Die Mehrheit will diesen Bereich einschränken, und das ist grundsätzlich nicht KMU-freundlich, sondern KMU-feindlich. Wir müssen ja die Möglichkeiten schaffen, dass sich auch KMU, auch kleinere, an einem grösseren Auftrag beteiligen können. Mit einer Einschränkung, wie sie die Mehrheit vorsieht, beschränken Sie eben die KMU, und Sie beschränken grundsätzlich auch den Wettbewerb, weil auch dieser eingeschränkt wird, wenn Sie das nicht zulassen. Ich weiss nicht, wie gross der Unterschied in der Praxis dann tatsächlich ist, aber ich denke, es macht keinen Sinn, gerade diejenigen, die wir eigentlich bevorzugen möchten, durch eine solche Regel einzuschränken.
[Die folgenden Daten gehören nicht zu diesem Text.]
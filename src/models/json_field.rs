//! Serde adapters for JSON-blob attributes.
//!
//! The provider has no JSON column type, so structured fields are stored as
//! JSON text inside string attributes. Writing encodes to text; reading accepts
//! either the text form or an already-structured value, and treats `null` as
//! empty.

use serde::de::{DeserializeOwned, Error as _};
use serde::ser::Error as _;
use serde::{Deserialize, Deserializer, Serialize, Serializer};
use serde_json::Value;

fn decode<T: DeserializeOwned>(raw: Value) -> serde_json::Result<T> {
    match raw {
        Value::String(text) => serde_json::from_str(&text),
        other => serde_json::from_value(other),
    }
}

pub fn serialize<T, S>(value: &T, serializer: S) -> Result<S::Ok, S::Error>
where
    T: Serialize,
    S: Serializer,
{
    let encoded = serde_json::to_string(value).map_err(S::Error::custom)?;
    serializer.serialize_str(&encoded)
}

pub fn deserialize<'de, T, D>(deserializer: D) -> Result<T, D::Error>
where
    T: DeserializeOwned + Default,
    D: Deserializer<'de>,
{
    match Value::deserialize(deserializer)? {
        Value::Null => Ok(T::default()),
        raw => decode(raw).map_err(D::Error::custom),
    }
}

/// Same encoding for optional blobs; `None` stays a provider `null`.
pub mod option {
    use super::*;

    pub fn serialize<T, S>(value: &Option<T>, serializer: S) -> Result<S::Ok, S::Error>
    where
        T: Serialize,
        S: Serializer,
    {
        match value {
            Some(inner) => super::serialize(inner, serializer),
            None => serializer.serialize_none(),
        }
    }

    pub fn deserialize<'de, T, D>(deserializer: D) -> Result<Option<T>, D::Error>
    where
        T: DeserializeOwned,
        D: Deserializer<'de>,
    {
        match Value::deserialize(deserializer)? {
            Value::Null => Ok(None),
            Value::String(text) if text.trim().is_empty() => Ok(None),
            raw => decode(raw).map(Some).map_err(D::Error::custom),
        }
    }
}
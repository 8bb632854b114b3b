//! Provider configuration
//!
//! Endpoint, project and credentials are read from the environment. The API
//! key is only needed by the provisioning binary; client-side code runs on a
//! user session instead.

use crate::error::{AppError, AppResult};
use log::{info, warn};
use url::Url;

pub const ENDPOINT_VAR: &str = "PUBLIC_APPWRITE_ENDPOINT";
pub const PROJECT_ID_VAR: &str = "PUBLIC_APPWRITE_PROJECT_ID";
pub const API_KEY_VAR: &str = "APPWRITE_API_KEY";
pub const DATABASE_ID_VAR: &str = "APPWRITE_DATABASE_ID";

pub const DEFAULT_ENDPOINT: &str = "https://cloud.appwrite.io/v1";
pub const DEFAULT_DATABASE_ID: &str = "focusflow-db";

#[derive(Debug, Clone)]
pub struct AppwriteConfig {
    pub endpoint: Url,
    pub project_id: String,
    pub api_key: Option<String>,
    pub database_id: String,
}

impl AppwriteConfig {
    /// Reads configuration from the process environment.
    pub fn from_env() -> AppResult<Self> {
        Self::from_lookup(|name| std::env::var(name).ok())
    }

    /// Reads configuration through `lookup`, treating blank values as unset.
    pub fn from_lookup<F>(lookup: F) -> AppResult<Self>
    where
        F: Fn(&str) -> Option<String>,
    {
        let read = |name: &str| {
            lookup(name)
                .map(|value| value.trim().to_string())
                .filter(|value| !value.is_empty())
        };

        let raw_endpoint = read(ENDPOINT_VAR).unwrap_or_else(|| DEFAULT_ENDPOINT.to_string());
        let endpoint = Url::parse(&raw_endpoint).map_err(|e| {
            AppError::config(format!("{} is not a valid URL ({}): {}", ENDPOINT_VAR, raw_endpoint, e))
        })?;

        let config = Self {
            endpoint,
            project_id: read(PROJECT_ID_VAR).unwrap_or_default(),
            api_key: read(API_KEY_VAR),
            database_id: read(DATABASE_ID_VAR).unwrap_or_else(|| DEFAULT_DATABASE_ID.to_string()),
        };

        validate_config(&config)?;
        Ok(config)
    }

    /// The API key, or a configuration error naming the missing variable.
    pub fn require_api_key(&self) -> AppResult<&str> {
        self.api_key
            .as_deref()
            .ok_or_else(|| AppError::config(format!("{} environment variable is required", API_KEY_VAR)))
    }

    /// Endpoint without a trailing slash, ready for path concatenation.
    pub fn endpoint_base(&self) -> String {
        self.endpoint.as_str().trim_end_matches('/').to_string()
    }
}

/// Validates provider configuration
///
/// # Returns
///
/// * `Ok(())` - endpoint is http(s) and a project id is present
/// * `Err(AppError::Config)` - otherwise
pub fn validate_config(config: &AppwriteConfig) -> AppResult<()> {
    match config.endpoint.scheme() {
        "https" => {}
        "http" => warn!("Provider endpoint {} is not using HTTPS", config.endpoint),
        other => {
            return Err(AppError::config(format!(
                "{} must use http or https, got '{}'",
                ENDPOINT_VAR, other
            )))
        }
    }

    if config.project_id.is_empty() {
        return Err(AppError::config(format!("{} environment variable is required", PROJECT_ID_VAR)));
    }

    info!(
        "Configuration: endpoint={} project={} database={}",
        config.endpoint, config.project_id, config.database_id
    );
    Ok(())
}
Ich würde Ihnen deshalb wirklich empfehlen, beim Bundesrat zu bleiben, der eine offene Lösung anstrebt und damit einer oft geäusserten Kritik der KMU entgegenkommt. Ich glaube, der Bundesrat schlägt eine Lösung vor, die KMU-freundlich ist und den Wettbewerb öffnet und nicht einschränkt. Sie entspricht damit eher dem Geist des Gesetzes als die Einschränkung, wie sie die Kommissionsmehrheit vorgibt.